(Records drawn from a dataset)
*****

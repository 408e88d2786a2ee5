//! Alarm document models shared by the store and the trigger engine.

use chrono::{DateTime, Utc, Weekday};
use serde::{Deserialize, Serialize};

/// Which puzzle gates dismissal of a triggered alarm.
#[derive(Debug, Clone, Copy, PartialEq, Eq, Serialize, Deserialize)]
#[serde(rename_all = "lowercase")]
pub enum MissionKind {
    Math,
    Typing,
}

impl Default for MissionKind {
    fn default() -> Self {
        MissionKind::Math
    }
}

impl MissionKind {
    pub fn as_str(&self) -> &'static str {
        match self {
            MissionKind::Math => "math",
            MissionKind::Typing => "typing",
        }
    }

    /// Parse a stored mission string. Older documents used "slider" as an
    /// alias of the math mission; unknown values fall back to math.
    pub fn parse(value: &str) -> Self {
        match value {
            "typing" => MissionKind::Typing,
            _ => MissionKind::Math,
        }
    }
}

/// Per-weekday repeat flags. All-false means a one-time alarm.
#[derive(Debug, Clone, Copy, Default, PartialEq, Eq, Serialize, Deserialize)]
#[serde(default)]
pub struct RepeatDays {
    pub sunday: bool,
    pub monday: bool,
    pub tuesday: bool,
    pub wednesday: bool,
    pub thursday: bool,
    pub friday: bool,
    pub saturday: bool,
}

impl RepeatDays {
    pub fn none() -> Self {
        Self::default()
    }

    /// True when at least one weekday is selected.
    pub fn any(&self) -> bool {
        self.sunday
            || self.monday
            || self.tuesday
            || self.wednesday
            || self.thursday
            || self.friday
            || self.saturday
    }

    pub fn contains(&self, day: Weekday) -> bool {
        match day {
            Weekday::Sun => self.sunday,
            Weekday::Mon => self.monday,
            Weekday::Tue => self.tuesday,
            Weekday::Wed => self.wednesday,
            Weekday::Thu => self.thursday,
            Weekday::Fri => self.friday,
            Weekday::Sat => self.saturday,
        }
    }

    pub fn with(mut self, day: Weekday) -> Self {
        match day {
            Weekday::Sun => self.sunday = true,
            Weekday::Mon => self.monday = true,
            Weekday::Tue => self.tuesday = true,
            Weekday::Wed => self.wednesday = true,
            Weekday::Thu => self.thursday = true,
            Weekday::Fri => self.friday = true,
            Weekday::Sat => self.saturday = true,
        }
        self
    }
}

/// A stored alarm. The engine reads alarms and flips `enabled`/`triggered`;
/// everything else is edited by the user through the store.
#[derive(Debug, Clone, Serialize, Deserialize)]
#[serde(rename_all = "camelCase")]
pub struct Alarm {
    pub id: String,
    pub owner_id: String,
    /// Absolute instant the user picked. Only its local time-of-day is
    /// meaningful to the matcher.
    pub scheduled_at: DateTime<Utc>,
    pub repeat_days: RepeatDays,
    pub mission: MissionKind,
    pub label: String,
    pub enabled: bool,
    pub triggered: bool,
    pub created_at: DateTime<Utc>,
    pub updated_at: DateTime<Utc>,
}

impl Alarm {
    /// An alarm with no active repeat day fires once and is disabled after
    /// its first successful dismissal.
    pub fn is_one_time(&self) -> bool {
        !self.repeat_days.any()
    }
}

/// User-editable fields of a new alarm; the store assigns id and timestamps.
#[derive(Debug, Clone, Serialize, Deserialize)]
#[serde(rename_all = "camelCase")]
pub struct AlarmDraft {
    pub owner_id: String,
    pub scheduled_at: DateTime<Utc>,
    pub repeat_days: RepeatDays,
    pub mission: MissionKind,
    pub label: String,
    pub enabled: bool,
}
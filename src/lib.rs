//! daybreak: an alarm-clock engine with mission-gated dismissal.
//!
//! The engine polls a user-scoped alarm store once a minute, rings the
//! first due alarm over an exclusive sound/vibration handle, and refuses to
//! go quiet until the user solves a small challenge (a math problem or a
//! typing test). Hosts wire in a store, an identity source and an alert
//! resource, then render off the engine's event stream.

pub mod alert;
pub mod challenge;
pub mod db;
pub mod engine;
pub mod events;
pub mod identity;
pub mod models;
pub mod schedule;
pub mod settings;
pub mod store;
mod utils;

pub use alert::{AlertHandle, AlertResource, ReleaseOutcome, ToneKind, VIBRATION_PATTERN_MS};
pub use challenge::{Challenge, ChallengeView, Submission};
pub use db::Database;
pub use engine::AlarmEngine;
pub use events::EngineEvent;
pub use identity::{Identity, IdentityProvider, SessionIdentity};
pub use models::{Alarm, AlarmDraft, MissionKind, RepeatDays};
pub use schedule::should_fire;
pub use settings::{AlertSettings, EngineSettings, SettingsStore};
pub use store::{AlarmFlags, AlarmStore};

*****

Assigned task: Write down every record shown above precisely.

Finished task:
repository 408e88d2786a2ee5
//! Alarm document models shared by the store and the trigger engine.

use chrono::{DateTime, Utc, Weekday};
use serde::{Deserialize, Serialize};

/// Which puzzle gates dismissal of a triggered alarm.
#[derive(Debug, Clone, Copy, PartialEq, Eq, Serialize, Deserialize)]
#[serde(rename_all = "lowercase")]
pub enum MissionKind {
    Math,
    Typing,
}

impl Default for MissionKind {
    fn default() -> Self {
        MissionKind::Math
    }
}

impl MissionKind {
    pub fn as_str(&self) -> &'static str {
        match self {
            MissionKind::Math => "math",
            MissionKind::Typing => "typing",
        }
    }

    /// Parse a stored mission string. Older documents used "slider" as an
    /// alias of the math mission; unknown values fall back to math.
    pub fn parse(value: &str) -> Self {
        match value {
            "typing" => MissionKind::Typing,
            _ => MissionKind::Math,
        }
    }
}

/// Per-weekday repeat flags. All-false means a one-time alarm.
#[derive(Debug, Clone, Copy, Default, PartialEq, Eq, Serialize, Deserialize)]
#[serde(default)]
pub struct RepeatDays {
    pub sunday: bool,
    pub monday: bool,
    pub tuesday: bool,
    pub wednesday: bool,
    pub thursday: bool,
    pub friday: bool,
    pub saturday: bool,
}

impl RepeatDays {
    pub fn none() -> Self {
        Self::default()
    }

    /// True when at least one weekday is selected.
    pub fn any(&self) -> bool {
        self.sunday
            || self.monday
            || self.tuesday
            || self.wednesday
            || self.thursday
            || self.friday
            || self.saturday
    }

    pub fn contains(&self, day: Weekday) -> bool {
        match day {
            Weekday::Sun => self.sunday,
            Weekday::Mon => self.monday,
            Weekday::Tue => self.tuesday,
            Weekday::Wed => self.wednesday,
            Weekday::Thu => self.thursday,
            Weekday::Fri => self.friday,
            Weekday::Sat => self.saturday,
        }
    }

    pub fn with(mut self, day: Weekday) -> Self {
        match day {
            Weekday::Sun => self.sunday = true,
            Weekday::Mon => self.monday = true,
            Weekday::Tue => self.tuesday = true,
            Weekday::Wed => self.wednesday = true,
            Weekday::Thu => self.thursday = true,
            Weekday::Fri => self.friday = true,
            Weekday::Sat => self.saturday = true,
        }
        self
    }
}

/// A stored alarm. The engine reads alarms and flips `enabled`/`triggered`;
/// everything else is edited by the user through the store.
#[derive(Debug, Clone, Serialize, Deserialize)]
#[serde(rename_all = "camelCase")]
pub struct Alarm {
    pub id: String,
    pub owner_id: String,
    /// Absolute instant the user picked. Only its local time-of-day is
    /// meaningful to the matcher.
    pub scheduled_at: DateTime<Utc>,
    pub repeat_days: RepeatDays,
    pub mission: MissionKind,
    pub label: String,
    pub enabled: bool,
    pub triggered: bool,
    pub created_at: DateTime<Utc>,
    pub updated_at: DateTime<Utc>,
}

impl Alarm {
    /// An alarm with no active repeat day fires once and is disabled after
    /// its first successful dismissal.
    pub fn is_one_time(&self) -> bool {
        !self.repeat_days.any()
    }
}

/// User-editable fields of a new alarm; the store assigns id and timestamps.
#[derive(Debug, Clone, Serialize, Deserialize)]
#[serde(rename_all = "camelCase")]
pub struct AlarmDraft {
    pub owner_id: String,
    pub scheduled_at: DateTime<Utc>,
    pub repeat_days: RepeatDays,
    pub mission: MissionKind,
    pub label: String,
    pub enabled: bool,
}
filename src/lib.rs
//! daybreak: an alarm-clock engine with mission-gated dismissal.
//!
//! The engine polls a user-scoped alarm store once a minute, rings the
//! first due alarm over an exclusive sound/vibration handle, and refuses to
//! go quiet until the user solves a small challenge (a math problem or a
//! typing test). Hosts wire in a store, an identity source and an alert
//! resource, then render off the engine's event stream.

pub mod alert;
pub mod challenge;
pub mod db;
pub mod engine;
pub mod events;
pub mod identity;
pub mod models;
pub mod schedule;
pub mod settings;
pub mod store;
mod utils;

pub use alert::{AlertHandle, AlertResource, ReleaseOutcome, ToneKind, VIBRATION_PATTERN_MS};
pub use challenge::{Challenge, ChallengeView, Submission};
pub use db::Database;
pub use engine::AlarmEngine;
pub use events::EngineEvent;
pub use identity::{Identity, IdentityProvider, SessionIdentity};
pub use models::{Alarm, AlarmDraft, MissionKind, RepeatDays};
pub use schedule::should_fire;
pub use settings::{AlertSettings, EngineSettings, SettingsStore};
pub use store::{AlarmFlags, AlarmStore};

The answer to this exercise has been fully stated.